_What you should do_.
In the material below, find the line with "run as started." and the line with "self.inner.lock().unwrap_or_else(|p| p.into_inner())", then output those two lines and every line between them, exactly.

== Supplied material

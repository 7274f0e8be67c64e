//! Generation progress reporting.
//!
//! Reports observable progress while outlines and sections stream in, so
//! users see tokens as they arrive and know which section is active.
//! Progress is emitted on **stderr** so stdout remains parseable for scripts.

use std::io::Write;
use std::sync::Mutex;

use crate::cancel::StopToken;
use crate::models::CacheMetrics;

/// A single progress event from the generators or the orchestrator.
#[derive(Clone, Debug, PartialEq)]
pub enum GenerationEvent {
    /// Raw outline text as it streams, before the outline is parsed.
    OutlineDelta(String),
    /// A section became the active one.
    SectionStarted {
        index: usize,
        id: String,
        title: String,
    },
    /// Streamed text for the active section.
    Delta { index: usize, text: String },
    /// The active section settled successfully.
    SectionCompleted {
        index: usize,
        id: String,
        word_count: u32,
    },
    /// Vendor cache usage for the call that just finished.
    Usage(CacheMetrics),
}

/// Receives progress events. Implementations write to stderr (human or JSON).
pub trait GenerationObserver: Send + Sync {
    /// Emit a progress event. Called from the generation loop.
    fn on_event(&self, event: &GenerationEvent);
}

/// Human-friendly progress on stderr: section headings followed by the streamed prose.
pub struct StderrProgress;

impl GenerationObserver for StderrProgress {
    fn on_event(&self, event: &GenerationEvent) {
        let text = match event {
            GenerationEvent::OutlineDelta(t) => t.clone(),
            GenerationEvent::SectionStarted { index, title, .. } => {
                format!("\n== [{}] {} ==\n", index + 1, title)
            }
            GenerationEvent::Delta { text, .. } => text.clone(),
            GenerationEvent::SectionCompleted { word_count, .. } => {
                format!("\n-- {} words\n", word_count)
            }
            GenerationEvent::Usage(m) => {
                if m.total_tokens == 0 {
                    return;
                }
                format!(
                    "-- cache: {} / {} tokens ({:.0}%)\n",
                    m.cached_tokens,
                    m.total_tokens,
                    m.hit_ratio() * 100.0
                )
            }
        };
        let mut err = std::io::stderr().lock();
        let _ = err.write_all(text.as_bytes());
        let _ = err.flush();
    }
}

/// Machine-readable progress: one JSON object per line on stderr.
pub struct JsonProgress;

impl GenerationObserver for JsonProgress {
    fn on_event(&self, event: &GenerationEvent) {
        let obj = match event {
            GenerationEvent::OutlineDelta(text) => serde_json::json!({
                "event": "outline_delta",
                "text": text
            }),
            GenerationEvent::SectionStarted { index, id, title } => serde_json::json!({
                "event": "section_started",
                "index": index,
                "id": id,
                "title": title
            }),
            GenerationEvent::Delta { index, text } => serde_json::json!({
                "event": "delta",
                "index": index,
                "text": text
            }),
            GenerationEvent::SectionCompleted {
                index,
                id,
                word_count,
            } => serde_json::json!({
                "event": "section_completed",
                "index": index,
                "id": id,
                "word_count": word_count
            }),
            GenerationEvent::Usage(m) => serde_json::json!({
                "event": "usage",
                "cached_tokens": m.cached_tokens,
                "total_tokens": m.total_tokens
            }),
        };
        if let Ok(line) = serde_json::to_string(&obj) {
            let _ = writeln!(std::io::stderr().lock(), "{}", line);
        }
    }
}

/// No-op observer when progress is disabled.
pub struct NoProgress;

impl GenerationObserver for NoProgress {
    fn on_event(&self, _event: &GenerationEvent) {}
}

/// Fans one event out to several observers, in order.
pub struct Fanout<'a>(pub Vec<&'a dyn GenerationObserver>);

impl GenerationObserver for Fanout<'_> {
    fn on_event(&self, event: &GenerationEvent) {
        for o in &self.0 {
            o.on_event(event);
        }
    }
}

/// Progress mode for the CLI: off, human (stderr), or JSON (stderr).
#[derive(Clone, Copy, Debug, Eq, PartialEq)]
pub enum ProgressMode {
    Off,
    Human,
    Json,
}

impl ProgressMode {
    /// Default: human progress when stderr is a TTY, otherwise off.
    pub fn default_for_tty() -> Self {
        if atty::is(atty::Stream::Stderr) {
            ProgressMode::Human
        } else {
            ProgressMode::Off
        }
    }

    pub fn parse(s: &str) -> Option<Self> {
        match s {
            "off" => Some(ProgressMode::Off),
            "human" => Some(ProgressMode::Human),
            "json" => Some(ProgressMode::Json),
            _ => None,
        }
    }

    /// Build an observer for this mode.
    pub fn observer(&self) -> Box<dyn GenerationObserver> {
        match self {
            ProgressMode::Off => Box::new(NoProgress),
            ProgressMode::Human => Box::new(StderrProgress),
            ProgressMode::Json => Box::new(JsonProgress),
        }
    }
}

/// Point-in-time copy of a [`SessionState`].
#[derive(Debug, Default, Clone, PartialEq)]
pub struct SessionSnapshot {
    pub in_progress: bool,
    pub streaming_section: Option<String>,
    pub buffer: String,
}

/// Transient state of one generation session.
///
/// Tracks whether a run is in progress, which section is streaming, and
/// the text streamed so far for it. Never persisted; [`reset`](SessionState::reset)
/// whenever a document is loaded or a new one is started.
#[derive(Debug, Default)]
pub struct SessionState {
    inner: Mutex<SessionSnapshot>,
    stop: StopToken,
}

impl SessionState {
    pub fn new() -> Self {
        Self::default()
    }

    pub fn stop_token(&self) -> &StopToken {
        &self.stop
    }

    pub fn snapshot(&self) -> SessionSnapshot {
        self.lock().clone()
    }

    /// Mark a run as started.
    pub fn start(&self) {
        self.lock().in_progress = true;
    }

    /// End a run. Returns the state as the run left it, so a section cut off
    /// by a stop or failure is still named, then clears the streaming state.
    pub fn finish(&self) -> SessionSnapshot {
        let mut s = self.lock();
        let last = s.clone();
        s.in_progress = false;
        s.streaming_section = None;
        s.buffer.clear();
        last
    }

    pub fn reset(&self) {
        *self.lock() = SessionSnapshot::default();
        self.stop.reset();
    }

    fn lock(&self) -> std::sync::MutexGuard<'_, SessionSnapshot> {
        self.inner.lock().unwrap_or_else(|p| p.into_inner())
    }
}

impl GenerationObserver for SessionState {
    fn on_event(&self, event: &GenerationEvent) {
        let mut s = self.lock();
        match event {
            GenerationEvent::OutlineDelta(text) => s.buffer.push_str(text),
            GenerationEvent::SectionStarted { id, .. } => {
                // Replacing the id keeps at most one section streaming.
                s.streaming_section = Some(id.clone());
                s.buffer.clear();
            }
            GenerationEvent::Delta { text, .. } => s.buffer.push_str(text),
            GenerationEvent::SectionCompleted { id, .. } => {
                if s.streaming_section.as_deref() == Some(id.as_str()) {
                    s.streaming_section = None;
                }
                s.buffer.clear();
            }
            GenerationEvent::Usage(_) => {}
        }
    }
}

====

_Result of this exercise_.
    /// Mark a run as started.
    pub fn start(&self) {
        self.lock().in_progress = true;
    }

    /// End a run. Returns the state as the run left it, so a section cut off
    /// by a stop or failure is still named, then clears the streaming state.
    pub fn finish(&self) -> SessionSnapshot {
        let mut s = self.lock();
        let last = s.clone();
        s.in_progress = false;
        s.streaming_section = None;
        s.buffer.clear();
        last
    }

    pub fn reset(&self) {
        *self.lock() = SessionSnapshot::default();
        self.stop.reset();
    }

    fn lock(&self) -> std::sync::MutexGuard<'_, SessionSnapshot> {
        self.inner.lock().unwrap_or_else(|p| p.into_inner())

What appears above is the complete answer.